- **EXERCISE OBJECTIVE**: Set down the lines below exactly as they stand, please. Go from the first through the one containing "callers fall back".

==== DATA TO USE

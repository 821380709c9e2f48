//! Standalone QA documents produced by the generator.
//!
//! Each artifact kind has a typed, forgiving shape used for display. When the
//! model output does not carry the expected top-level key, callers fall back
//! to showing the raw JSON.

use std::{fmt, str::FromStr};

use serde::{de::DeserializeOwned, Deserialize, Serialize};
use serde_json::Value;

use super::lenient;

/// Kind of standalone document to generate.
#[derive(Debug, Clone, Copy, PartialEq, Eq, Serialize, Deserialize)]
#[serde(rename_all = "kebab-case")]
pub enum ArtifactKind {
    TestPlan,
    TestCases,
    AcceptanceCriteria,
    BugReport,
    TestNotes,
    Review,
}

impl ArtifactKind {
    pub const ALL: [ArtifactKind; 6] = [
        ArtifactKind::TestPlan,
        ArtifactKind::TestCases,
        ArtifactKind::AcceptanceCriteria,
        ArtifactKind::BugReport,
        ArtifactKind::TestNotes,
        ArtifactKind::Review,
    ];

    /// Top-level key the model is asked to answer under.
    pub fn root_key(&self) -> &'static str {
        match self {
            ArtifactKind::TestPlan => "testPlan",
            ArtifactKind::TestCases => "testCases",
            ArtifactKind::AcceptanceCriteria => "acceptanceCriteria",
            ArtifactKind::BugReport => "bugReport",
            ArtifactKind::TestNotes => "testReport",
            ArtifactKind::Review => "review",
        }
    }

    /// Human-readable generator title.
    pub fn title(&self) -> &'static str {
        match self {
            ArtifactKind::TestPlan => "Test Plan Generator",
            ArtifactKind::TestCases => "Test Case Generator",
            ArtifactKind::AcceptanceCriteria => "Acceptance Criteria Generator",
            ArtifactKind::BugReport => "Bug Report Generator",
            ArtifactKind::TestNotes => "Test Notes & Summary Generator",
            ArtifactKind::Review => "QA Review Tool",
        }
    }

    pub fn as_str(&self) -> &'static str {
        match self {
            ArtifactKind::TestPlan => "test-plan",
            ArtifactKind::TestCases => "test-cases",
            ArtifactKind::AcceptanceCriteria => "acceptance-criteria",
            ArtifactKind::BugReport => "bug-report",
            ArtifactKind::TestNotes => "test-notes",
            ArtifactKind::Review => "review",
        }
    }
}

impl fmt::Display for ArtifactKind {
    fn fmt(&self, f: &mut fmt::Formatter<'_>) -> fmt::Result {
        f.write_str(self.as_str())
    }
}

impl FromStr for ArtifactKind {
    type Err = String;

    fn from_str(s: &str) -> Result<Self, Self::Err> {
        ArtifactKind::ALL
            .into_iter()
            .find(|kind| kind.as_str() == s || kind.root_key() == s)
            .ok_or_else(|| format!("Invalid artifact kind: {s}"))
    }
}

/// A decoded artifact with its typed content.
#[derive(Debug, Clone, PartialEq)]
pub enum Artifact {
    TestPlan(TestPlan),
    TestCases(Vec<GeneratedTestCase>),
    AcceptanceCriteria(AcceptanceCriteria),
    BugReport(BugReport),
    TestNotes(TestReport),
    Review(Review),
}

impl Artifact {
    /// Extract the typed artifact from parsed model output.
    ///
    /// Returns `None` when the expected top-level key is missing or its
    /// content does not fit the typed shape at all.
    pub fn from_value(kind: ArtifactKind, value: &Value) -> Option<Self> {
        let inner = value.get(kind.root_key())?;
        let artifact = match kind {
            ArtifactKind::TestPlan => Artifact::TestPlan(typed(inner)?),
            ArtifactKind::TestCases => Artifact::TestCases(typed(inner)?),
            ArtifactKind::AcceptanceCriteria => Artifact::AcceptanceCriteria(typed(inner)?),
            ArtifactKind::BugReport => Artifact::BugReport(typed(inner)?),
            ArtifactKind::TestNotes => Artifact::TestNotes(typed(inner)?),
            ArtifactKind::Review => Artifact::Review(typed(inner)?),
        };
        Some(artifact)
    }

    pub fn kind(&self) -> ArtifactKind {
        match self {
            Artifact::TestPlan(_) => ArtifactKind::TestPlan,
            Artifact::TestCases(_) => ArtifactKind::TestCases,
            Artifact::AcceptanceCriteria(_) => ArtifactKind::AcceptanceCriteria,
            Artifact::BugReport(_) => ArtifactKind::BugReport,
            Artifact::TestNotes(_) => ArtifactKind::TestNotes,
            Artifact::Review(_) => ArtifactKind::Review,
        }
    }
}

fn typed<T: DeserializeOwned>(value: &Value) -> Option<T> {
    T::deserialize(value).ok()
}

#[derive(Debug, Clone, Default, Serialize, Deserialize, PartialEq)]
#[serde(rename_all = "camelCase")]
pub struct TestPlan {
    #[serde(default, deserialize_with = "lenient::text")]
    pub project_name: String,
    #[serde(default, deserialize_with = "lenient::text")]
    pub objective: String,
    #[serde(default)]
    pub scope: PlanScope,
    #[serde(default, deserialize_with = "lenient::text_list")]
    pub test_types: Vec<String>,
    #[serde(default, deserialize_with = "lenient::text_list")]
    pub test_environments: Vec<String>,
    #[serde(default)]
    pub entry_exit_criteria: EntryExitCriteria,
    #[serde(default)]
    pub testing_phases: Vec<TestingPhase>,
    #[serde(default)]
    pub risks: Vec<Risk>,
    #[serde(default, deserialize_with = "lenient::text_list")]
    pub tools: Vec<String>,
    #[serde(default, deserialize_with = "lenient::text_list")]
    pub deliverables: Vec<String>,
}

#[derive(Debug, Clone, Default, Serialize, Deserialize, PartialEq)]
#[serde(rename_all = "camelCase")]
pub struct PlanScope {
    #[serde(default, deserialize_with = "lenient::text_list")]
    pub in_scope: Vec<String>,
    #[serde(default, deserialize_with = "lenient::text_list")]
    pub out_of_scope: Vec<String>,
}

#[derive(Debug, Clone, Default, Serialize, Deserialize, PartialEq)]
pub struct EntryExitCriteria {
    #[serde(default, deserialize_with = "lenient::text_list")]
    pub entry: Vec<String>,
    #[serde(default, deserialize_with = "lenient::text_list")]
    pub exit: Vec<String>,
}

#[derive(Debug, Clone, Default, Serialize, Deserialize, PartialEq)]
pub struct TestingPhase {
    #[serde(default, deserialize_with = "lenient::text")]
    pub phase: String,
    #[serde(default, deserialize_with = "lenient::text")]
    pub description: String,
    #[serde(default, deserialize_with = "lenient::text")]
    pub duration: String,
}

#[derive(Debug, Clone, Default, Serialize, Deserialize, PartialEq)]
pub struct Risk {
    #[serde(default, deserialize_with = "lenient::text")]
    pub risk: String,
    #[serde(default, deserialize_with = "lenient::text")]
    pub mitigation: String,
}

/// A test case as listed by the standalone test case generator, which also
/// reports a test type.
#[derive(Debug, Clone, Default, Serialize, Deserialize, PartialEq)]
#[serde(rename_all = "camelCase")]
pub struct GeneratedTestCase {
    #[serde(default, deserialize_with = "lenient::text")]
    pub id: String,
    #[serde(default, deserialize_with = "lenient::text")]
    pub title: String,
    #[serde(default, deserialize_with = "lenient::text")]
    pub preconditions: String,
    #[serde(default, deserialize_with = "lenient::text_list")]
    pub steps: Vec<String>,
    #[serde(default, deserialize_with = "lenient::text")]
    pub expected_result: String,
    #[serde(default, deserialize_with = "lenient::text")]
    pub priority: String,
    #[serde(rename = "type", default, deserialize_with = "lenient::text")]
    pub case_type: String,
}

#[derive(Debug, Clone, Default, Serialize, Deserialize, PartialEq)]
#[serde(rename_all = "camelCase")]
pub struct AcceptanceCriteria {
    #[serde(default, deserialize_with = "lenient::text")]
    pub user_story: String,
    #[serde(default)]
    pub gherkin: Vec<GherkinScenario>,
    #[serde(default, deserialize_with = "lenient::text_list")]
    pub checklist: Vec<String>,
    #[serde(default, deserialize_with = "lenient::text_list")]
    pub edge_cases: Vec<String>,
    #[serde(default, deserialize_with = "lenient::text_list")]
    pub out_of_scope: Vec<String>,
}

#[derive(Debug, Clone, Default, Serialize, Deserialize, PartialEq)]
pub struct GherkinScenario {
    #[serde(default, deserialize_with = "lenient::text")]
    pub scenario: String,
    #[serde(default, deserialize_with = "lenient::text")]
    pub given: String,
    #[serde(default, deserialize_with = "lenient::text")]
    pub when: String,
    #[serde(default, deserialize_with = "lenient::text")]
    pub then: String,
}

#[derive(Debug, Clone, Default, Serialize, Deserialize, PartialEq)]
#[serde(rename_all = "camelCase")]
pub struct BugReport {
    #[serde(default, deserialize_with = "lenient::text")]
    pub id: String,
    #[serde(default, deserialize_with = "lenient::text")]
    pub title: String,
    #[serde(default, deserialize_with = "lenient::text")]
    pub summary: String,
    #[serde(default, deserialize_with = "lenient::text")]
    pub severity: String,
    #[serde(default, deserialize_with = "lenient::text")]
    pub priority: String,
    #[serde(default, deserialize_with = "lenient::text")]
    pub status: String,
    #[serde(default, deserialize_with = "lenient::text")]
    pub environment: String,
    #[serde(default, deserialize_with = "lenient::text_list")]
    pub steps_to_reproduce: Vec<String>,
    #[serde(default, deserialize_with = "lenient::text")]
    pub actual_result: String,
    #[serde(default, deserialize_with = "lenient::text")]
    pub expected_result: String,
    #[serde(default, deserialize_with = "lenient::text")]
    pub impact: String,
    #[serde(default, deserialize_with = "lenient::text")]
    pub possible_cause: String,
}

#[derive(Debug, Clone, Default, Serialize, Deserialize, PartialEq)]
pub struct TestReport {
    #[serde(default, deserialize_with = "lenient::text")]
    pub title: String,
    #[serde(default, deserialize_with = "lenient::text")]
    pub date: String,
    #[serde(default, deserialize_with = "lenient::text")]
    pub summary: String,
    #[serde(default, deserialize_with = "lenient::text")]
    pub scope: String,
    #[serde(default)]
    pub findings: Vec<Finding>,
    #[serde(default)]
    pub metrics: Option<ReportMetrics>,
    #[serde(default, deserialize_with = "lenient::text_list")]
    pub recommendations: Vec<String>,
    #[serde(default, deserialize_with = "lenient::text")]
    pub conclusion: String,
}

#[derive(Debug, Clone, Default, Serialize, Deserialize, PartialEq)]
pub struct Finding {
    #[serde(rename = "type", default, deserialize_with = "lenient::text")]
    pub finding_type: String,
    #[serde(default, deserialize_with = "lenient::text")]
    pub description: String,
    #[serde(default, deserialize_with = "lenient::text")]
    pub severity: String,
}

/// Counts as reported by the model; kept as text because models mix numbers
/// and numeric strings.
#[derive(Debug, Clone, Default, Serialize, Deserialize, PartialEq)]
pub struct ReportMetrics {
    #[serde(default, deserialize_with = "lenient::text")]
    pub tested: String,
    #[serde(default, deserialize_with = "lenient::text")]
    pub passed: String,
    #[serde(default, deserialize_with = "lenient::text")]
    pub failed: String,
    #[serde(default, deserialize_with = "lenient::text")]
    pub blocked: String,
}

#[derive(Debug, Clone, Default, Serialize, Deserialize, PartialEq)]
#[serde(rename_all = "camelCase")]
pub struct Review {
    #[serde(default, deserialize_with = "lenient::number")]
    pub overall_score: Option<f64>,
    #[serde(default, deserialize_with = "lenient::text")]
    pub verdict: String,
    #[serde(default, deserialize_with = "lenient::text_list")]
    pub strengths: Vec<String>,
    #[serde(default)]
    pub issues: Vec<ReviewIssue>,
    #[serde(default, deserialize_with = "lenient::text_list")]
    pub improvements: Vec<String>,
    #[serde(default, deserialize_with = "lenient::text")]
    pub summary: String,
}

#[derive(Debug, Clone, Default, Serialize, Deserialize, PartialEq)]
pub struct ReviewIssue {
    #[serde(default, deserialize_with = "lenient::text")]
    pub severity: String,
    #[serde(default, deserialize_with = "lenient::text")]
    pub description: String,
    #[serde(default, deserialize_with = "lenient::text")]
    pub suggestion: String,
}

========

- **SOLUTION FOR THIS PROBLEM**:
repository 821380709c9e2f48
//! Standalone QA documents produced by the generator.
//!
//! Each artifact kind has a typed, forgiving shape used for display. When the
//! model output does not carry the expected top-level key, callers fall back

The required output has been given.